- PROBLEM DESCRIPTION -
Once the line with "pub fn build(&self, variant: &CpxVariant)" is found in the entries below, print it and each following line exactly, stopping after the line with "if core.len() >= window_len"; print nothing else.

### EXERCISE INPUT

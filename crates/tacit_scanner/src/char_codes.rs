//! Character codes the scanner dispatches on.

pub const DOUBLE_QUOTE: u8 = b'"';
pub const DOLLAR_SIGN: u8 = b'$';
pub const BACKSLASH: u8 = b'\\';
//! tacit_diagnostics: Diagnostic messages and error reporting infrastructure.
//!
//! Every message the scanner and parser can emit lives in the [`messages`]
//! catalogue with a stable numeric code. The two terminal error kinds,
//! [`LexError`] and [`ParseError`], carry the offending offset and
//! line/column and render through `miette` with a labelled source span.

use miette::{Diagnostic, SourceSpan};
use tacit_core::text::{LineAndColumn, TextPos, TextSpan};
use thiserror::Error;

/// A diagnostic message template with a code.
#[derive(Debug, Clone)]
pub struct DiagnosticMessage {
    /// The diagnostic error code (e.g., 1001, 2001).
    pub code: u32,
    /// The message template string. May contain `{0}`, `{1}`, etc. placeholders.
    pub message: &'static str,
}

impl DiagnosticMessage {
    /// Resolve the template against `args`.
    pub fn format(&self, args: &[&str]) -> String {
        format_message(self.message, args)
    }
}

/// Format a diagnostic message template by replacing `{0}`, `{1}`, etc. with arguments.
pub fn format_message(template: &str, args: &[&str]) -> String {
    let mut result = template.to_string();
    for (i, arg) in args.iter().enumerate() {
        result = result.replace(&format!("{{{}}}", i), arg);
    }
    result
}

fn source_span(span: TextSpan) -> SourceSpan {
    (span.start as usize, span.length as usize).into()
}

// ============================================================================
// Lexing errors
// ============================================================================

/// Why the scanner gave up.
#[derive(Debug, Clone, PartialEq, Eq)]
pub enum LexErrorKind {
    /// No recognizer matched; `remaining` is the unconsumed input (truncated).
    UnexpectedCharacter { remaining: String },
    /// End of input inside a string literal.
    UnterminatedString,
    /// End of input inside a `$...$` interpolation.
    UnterminatedInterpolation,
}

/// A fatal tokenization failure.
#[derive(Debug, Clone, PartialEq, Eq, Error, Diagnostic)]
#[error("{message}")]
#[diagnostic(code(tacit::lex))]
pub struct LexError {
    pub kind: LexErrorKind,
    pub message: String,
    pub code: u32,
    /// Byte offset of the failure.
    pub offset: TextPos,
    pub position: LineAndColumn,
    #[label("here")]
    pub span: SourceSpan,
}

/// Longest slice of unconsumed input quoted in an unexpected-character message.
const MAX_REMAINING_PREVIEW: usize = 32;

impl LexError {
    pub fn unexpected_character(offset: TextPos, position: LineAndColumn, rest: &str) -> Self {
        let remaining: String = rest.chars().take(MAX_REMAINING_PREVIEW).collect();
        let width = rest.chars().next().map_or(0, char::len_utf8) as TextPos;
        Self::new(
            &messages::UNEXPECTED_CHARACTER,
            &[remaining.as_str()],
            LexErrorKind::UnexpectedCharacter { remaining: remaining.clone() },
            offset,
            position,
            width,
        )
    }

    pub fn unterminated_string(offset: TextPos, position: LineAndColumn) -> Self {
        Self::new(
            &messages::UNTERMINATED_STRING_LITERAL,
            &[],
            LexErrorKind::UnterminatedString,
            offset,
            position,
            1,
        )
    }

    pub fn unterminated_interpolation(offset: TextPos, position: LineAndColumn) -> Self {
        Self::new(
            &messages::UNTERMINATED_INTERPOLATION,
            &[],
            LexErrorKind::UnterminatedInterpolation,
            offset,
            position,
            1,
        )
    }

    fn new(
        message: &DiagnosticMessage,
        args: &[&str],
        kind: LexErrorKind,
        offset: TextPos,
        position: LineAndColumn,
        length: TextPos,
    ) -> Self {
        Self {
            kind,
            message: message.format(args),
            code: message.code,
            offset,
            position,
            span: source_span(TextSpan::new(offset, length)),
        }
    }
}

// ============================================================================
// Parsing errors
// ============================================================================

/// Why a grammar rule failed.
#[derive(Debug, Clone, PartialEq, Eq)]
pub enum ParseErrorKind {
    /// A required token was absent. `found` is `None` at end of input.
    Expected { expected: String, found: Option<String> },
    /// Every alternative of an ordered choice failed without consuming input.
    NoAlternative { rule: String },
    /// Operator reduction left other than exactly one operand.
    MalformedExpression { operands: usize },
    /// Tokens remained after the top-level program.
    TrailingTokens { found: String },
    /// Nesting exceeded the configured limit.
    NestingTooDeep { limit: u32 },
    /// A binary operator with no precedence level.
    UnknownOperator { op: String },
}

/// A grammar failure. Inside the parser these drive backtracking; only the
/// one that escapes the top-level rule reaches the caller.
#[derive(Debug, Clone, PartialEq, Eq, Error, Diagnostic)]
#[error("{message}")]
#[diagnostic(code(tacit::parse))]
pub struct ParseError {
    pub kind: ParseErrorKind,
    pub message: String,
    pub code: u32,
    /// Byte offset of the token the failure was detected at.
    pub offset: TextPos,
    pub position: LineAndColumn,
    #[label("here")]
    pub span: SourceSpan,
}

impl ParseError {
    pub fn new(
        kind: ParseErrorKind,
        offset: TextPos,
        position: LineAndColumn,
        length: TextPos,
    ) -> Self {
        let (message, code) = match &kind {
            ParseErrorKind::Expected { expected, found: Some(found) } => (
                messages::_0_EXPECTED_FOUND_1.format(&[expected.as_str(), found.as_str()]),
                messages::_0_EXPECTED_FOUND_1.code,
            ),
            ParseErrorKind::Expected { expected, found: None } => (
                messages::_0_EXPECTED_AT_END_OF_INPUT.format(&[expected.as_str()]),
                messages::_0_EXPECTED_AT_END_OF_INPUT.code,
            ),
            ParseErrorKind::NoAlternative { rule } => (
                messages::NO_ALTERNATIVE_OF_0_MATCHED.format(&[rule.as_str()]),
                messages::NO_ALTERNATIVE_OF_0_MATCHED.code,
            ),
            ParseErrorKind::MalformedExpression { operands } => (
                messages::MALFORMED_EXPRESSION_0_OPERANDS.format(&[operands.to_string().as_str()]),
                messages::MALFORMED_EXPRESSION_0_OPERANDS.code,
            ),
            ParseErrorKind::TrailingTokens { found } => (
                messages::UNEXPECTED_0_AFTER_END_OF_PROGRAM.format(&[found.as_str()]),
                messages::UNEXPECTED_0_AFTER_END_OF_PROGRAM.code,
            ),
            ParseErrorKind::NestingTooDeep { limit } => (
                messages::NESTING_EXCEEDS_LIMIT_OF_0.format(&[limit.to_string().as_str()]),
                messages::NESTING_EXCEEDS_LIMIT_OF_0.code,
            ),
            ParseErrorKind::UnknownOperator { op } => (
                messages::UNKNOWN_BINARY_OPERATOR_0.format(&[op.as_str()]),
                messages::UNKNOWN_BINARY_OPERATOR_0.code,
            ),
        };
        Self {
            kind,
            message,
            code,
            offset,
            position,
            span: source_span(TextSpan::new(offset, length)),
        }
    }

    /// Fatal errors abort the whole parse instead of triggering backtracking.
    pub fn is_fatal(&self) -> bool {
        matches!(self.kind, ParseErrorKind::NestingTooDeep { .. })
    }
}

// ============================================================================
// Combined front-end error
// ============================================================================

/// The single terminal error of a failed tokenize-and-parse run.
#[derive(Debug, Clone, PartialEq, Eq, Error, Diagnostic)]
pub enum SyntaxError {
    #[error(transparent)]
    #[diagnostic(transparent)]
    Lex(#[from] LexError),
    #[error(transparent)]
    #[diagnostic(transparent)]
    Parse(#[from] ParseError),
}

impl SyntaxError {
    pub fn offset(&self) -> TextPos {
        match self {
            SyntaxError::Lex(e) => e.offset,
            SyntaxError::Parse(e) => e.offset,
        }
    }

    pub fn position(&self) -> LineAndColumn {
        match self {
            SyntaxError::Lex(e) => e.position,
            SyntaxError::Parse(e) => e.position,
        }
    }

    pub fn code(&self) -> u32 {
        match self {
            SyntaxError::Lex(e) => e.code,
            SyntaxError::Parse(e) => e.code,
        }
    }
}

// ============================================================================
// Diagnostic Messages
// ============================================================================

pub mod messages {
    use super::*;

    macro_rules! diag {
        ($code:expr, $msg:expr) => {
            DiagnosticMessage { code: $code, message: $msg }
        };
    }

    // Scanner errors (1000-1099)
    pub const UNEXPECTED_CHARACTER: DiagnosticMessage = diag!(1001, "Error in lexing, remaining code is: {0}");
    pub const UNTERMINATED_STRING_LITERAL: DiagnosticMessage = diag!(1002, "Unterminated string literal.");
    pub const UNTERMINATED_INTERPOLATION: DiagnosticMessage = diag!(1003, "Unterminated string interpolation; expected a closing '$'.");

    // Parser errors (2000-2099)
    pub const _0_EXPECTED_FOUND_1: DiagnosticMessage = diag!(2001, "'{0}' expected, found '{1}'.");
    pub const _0_EXPECTED_AT_END_OF_INPUT: DiagnosticMessage = diag!(2002, "'{0}' expected at end of input.");
    pub const NO_ALTERNATIVE_OF_0_MATCHED: DiagnosticMessage = diag!(2003, "No alternative of '{0}' matched.");
    pub const MALFORMED_EXPRESSION_0_OPERANDS: DiagnosticMessage = diag!(2004, "Malformed expression: {0} operands remained after reduction.");
    pub const UNEXPECTED_0_AFTER_END_OF_PROGRAM: DiagnosticMessage = diag!(2005, "Unexpected '{0}' after end of program.");
    pub const NESTING_EXCEEDS_LIMIT_OF_0: DiagnosticMessage = diag!(2006, "Expression nesting exceeds the limit of {0}.");
    pub const UNKNOWN_BINARY_OPERATOR_0: DiagnosticMessage = diag!(2007, "Unknown binary operator '{0}'.");
}
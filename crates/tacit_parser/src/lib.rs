//! tacit_parser: Builds a CST and an AST from tacit tokens.
//!
//! The parser is a backtracking combinator parser over an already scanned
//! token vector. Every grammar rule is transactional: a failed attempt
//! restores both the token cursor and the CST trace to where it started.

mod grammar;
pub mod parser;
pub mod precedence;

pub use parser::{ParseOutput, Parser};
pub use tacit_options::ParseOptions;

use tacit_ast::Token;
use tacit_diagnostics::{ParseError, SyntaxError};

/// Parse an already scanned token vector.
pub fn parse_tokens(tokens: Vec<Token>, options: &ParseOptions) -> Result<ParseOutput, ParseError> {
    Parser::new(tokens, options.clone()).parse_program()
}

/// Tokenize and parse `source`.
pub fn parse(source: &str, options: &ParseOptions) -> Result<ParseOutput, SyntaxError> {
    let scanned = tacit_scanner::tokenize(source)?;
    Ok(parse_tokens(scanned.into_tokens(), options)?)
}
//! Fixed-length REF/ALT sequence windows for complex structural variants
//! built from nested deletion, inversion and duplication sub-events.

pub mod assemble;
pub mod errors;
pub mod genome;
pub mod intervals;
pub mod io;
pub mod position;
pub mod sequence;
pub mod variant;

pub use assemble::{SequenceBuilder, SequencePair, WindowConfig};
pub use errors::{CpxError, ErrorKind};
pub use genome::{ChromInfo, ChromosomeTable};
pub use variant::{CpxType, CpxVariant};
//! REF/ALT window synthesis for complex SVs.
//!
//! The REF window is `window_len` reference bases anchored around the
//! variant. The ALT window replaces `[pos, end)` by the rearranged core
//! `left dup + revcomp(inversion) + right dup` and pads it with reference
//! flanks to the same length.

use log::debug;
use std::ops::Range;

use crate::errors::CpxError;
use crate::genome::{ChromInfo, ChromosomeTable};
use crate::intervals::{CpxIntervals, Interval, SubEvent};
use crate::position::{classify, split_window, Position};
use crate::sequence::{reverse_complement, SequenceProvider};
use crate::variant::CpxVariant;

pub const DEFAULT_WINDOW_LEN: usize = 1_000_000;
pub const DEFAULT_MAX_N_FRACTION: f64 = 0.05;

#[derive(Debug, Clone, Copy, PartialEq)]
pub struct WindowConfig {
    /// Length of both REF and ALT sequences.
    pub window_len: usize,
    /// Largest accepted fraction of `N` bases in the REF window.
    pub max_n_fraction: f64,
}

impl Default for WindowConfig {
    fn default() -> Self {
        WindowConfig {
            window_len: DEFAULT_WINDOW_LEN,
            max_n_fraction: DEFAULT_MAX_N_FRACTION,
        }
    }
}

/// REF and ALT windows of one variant, both exactly `window_len` long.
#[derive(Debug, Clone, PartialEq, Eq)]
pub struct SequencePair {
    pub position: Position,
    pub ref_seq: Vec<u8>,
    pub alt_seq: Vec<u8>,
}

/// Fraction of `N` bases in `seq`.
pub fn n_fraction(seq: &[u8]) -> f64 {
    if seq.is_empty() {
        return 0.0;
    }
    let n_count = seq.iter().filter(|&&b| b == b'N').count();
    n_count as f64 / seq.len() as f64
}

pub struct SequenceBuilder<'a, P: SequenceProvider> {
    provider: &'a P,
    chroms: &'a ChromosomeTable,
    config: WindowConfig,
}

impl<'a, P: SequenceProvider> SequenceBuilder<'a, P> {
    pub fn new(provider: &'a P, chroms: &'a ChromosomeTable, config: WindowConfig) -> Self {
        SequenceBuilder {
            provider,
            chroms,
            config,
        }
    }

    pub fn build(&self, variant: &CpxVariant) -> Result<SequencePair, CpxError> {
        let window_len = self.config.window_len;

        let ref_len = variant.end - variant.pos;
        if ref_len < 0 || ref_len >= window_len as i64 {
            return Err(CpxError::SpanTooLong {
                span: ref_len,
                window: window_len,
            });
        }
        let chrom = self.chroms.get(&variant.chrom)?;

        let (half_left, half_right) = split_window(window_len, ref_len as usize);
        let position = classify(&chrom, variant.pos, ref_len, half_left, half_right);
        debug!("{}: anchored as {}", variant.id(), position);

        let ref_seq = self.fetch_checked(
            &variant.chrom,
            &chrom,
            position.ref_window(window_len),
            "REF window",
        )?;
        check_length("REF window", window_len, ref_seq.len())?;

        let fraction = n_fraction(&ref_seq);
        if fraction > self.config.max_n_fraction {
            return Err(CpxError::AmbiguousBases {
                fraction,
                max: self.config.max_n_fraction,
            });
        }

        let core = self.variant_core(variant)?;
        if core.len() >= window_len {
            return Err(CpxError::CoreTooLong {
                core_len: core.len(),
                window: window_len,
            });
        }

        let (left, right) = position.alt_flanks(variant.pos, variant.end, core.len(), window_len);
        debug!(
            "{}: core {} bp, flanks {:?} and {:?}",
            variant.id(),
            core.len(),
            left,
            right
        );
        let left_flank = self.fetch_checked(&variant.chrom, &chrom, left, "left ALT flank")?;
        let right_flank = self.fetch_checked(&variant.chrom, &chrom, right, "right ALT flank")?;

        let mut alt_seq = Vec::with_capacity(window_len);
        alt_seq.extend_from_slice(&left_flank);
        alt_seq.extend_from_slice(&core);
        alt_seq.extend_from_slice(&right_flank);
        check_length("ALT window", window_len, alt_seq.len())?;

        Ok(SequencePair {
            position,
            ref_seq,
            alt_seq,
        })
    }

    /// `[left dup] + revcomp(inversion) + [right dup]`, all on `chrom2`.
    pub fn variant_core(&self, variant: &CpxVariant) -> Result<Vec<u8>, CpxError> {
        let intervals = CpxIntervals::parse(&variant.intervals)?;
        let chrom2 = variant.chrom2.as_str();
        let layout = variant.cpx_type.dup_layout();

        let inversion = intervals.get(SubEvent::Inv, chrom2, 0)?;
        let left_dup = layout
            .left
            .map(|occurrence| intervals.get(SubEvent::Dup, chrom2, occurrence))
            .transpose()?;
        let right_dup = layout
            .right
            .map(|occurrence| intervals.get(SubEvent::Dup, chrom2, occurrence))
            .transpose()?;

        let mut core = Vec::new();
        if let Some(dup) = left_dup {
            core.extend(self.fetch_interval(chrom2, dup)?);
        }
        core.extend(reverse_complement(&self.fetch_interval(chrom2, inversion)?));
        if let Some(dup) = right_dup {
            core.extend(self.fetch_interval(chrom2, dup)?);
        }
        Ok(core)
    }

    fn fetch_interval(&self, chrom: &str, interval: Interval) -> Result<Vec<u8>, CpxError> {
        let expected = interval.len() as usize;
        let seq = self.fetch(chrom, interval.start as usize, interval.end as usize)?;
        check_length("sub-event interval", expected, seq.len())?;
        Ok(seq)
    }

    /// Fetch `range` after checking that it is a forward range within the chromosome.
    fn fetch_checked(
        &self,
        name: &str,
        chrom: &ChromInfo,
        range: Range<i64>,
        what: &'static str,
    ) -> Result<Vec<u8>, CpxError> {
        if range.start < 0 || range.end < range.start || range.end > chrom.length {
            return Err(CpxError::OutOfBounds {
                what,
                chrom: name.to_string(),
                start: range.start,
                end: range.end,
                chrom_len: chrom.length,
            });
        }
        self.fetch(name, range.start as usize, range.end as usize)
    }

    fn fetch(&self, chrom: &str, start: usize, end: usize) -> Result<Vec<u8>, CpxError> {
        let mut seq = self
            .provider
            .fetch_sequence(chrom, start, end)
            .map_err(CpxError::Provider)?;
        seq.make_ascii_uppercase();
        Ok(seq)
    }
}

fn check_length(what: &'static str, expected: usize, actual: usize) -> Result<(), CpxError> {
    if expected != actual {
        return Err(CpxError::LengthMismatch {
            what,
            expected,
            actual,
        });
    }
    Ok(())
}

######

- RESPONSE TO THIS TASK -
    pub fn build(&self, variant: &CpxVariant) -> Result<SequencePair, CpxError> {
        let window_len = self.config.window_len;

        let ref_len = variant.end - variant.pos;
        if ref_len < 0 || ref_len >= window_len as i64 {
            return Err(CpxError::SpanTooLong {
                span: ref_len,
                window: window_len,
            });
        }
        let chrom = self.chroms.get(&variant.chrom)?;

        let (half_left, half_right) = split_window(window_len, ref_len as usize);
        let position = classify(&chrom, variant.pos, ref_len, half_left, half_right);
        debug!("{}: anchored as {}", variant.id(), position);

        let ref_seq = self.fetch_checked(
            &variant.chrom,
            &chrom,
            position.ref_window(window_len),
            "REF window",
        )?;
        check_length("REF window", window_len, ref_seq.len())?;

        let fraction = n_fraction(&ref_seq);
        if fraction > self.config.max_n_fraction {
            return Err(CpxError::AmbiguousBases {
                fraction,
                max: self.config.max_n_fraction,
            });
        }

        let core = self.variant_core(variant)?;
        if core.len() >= window_len {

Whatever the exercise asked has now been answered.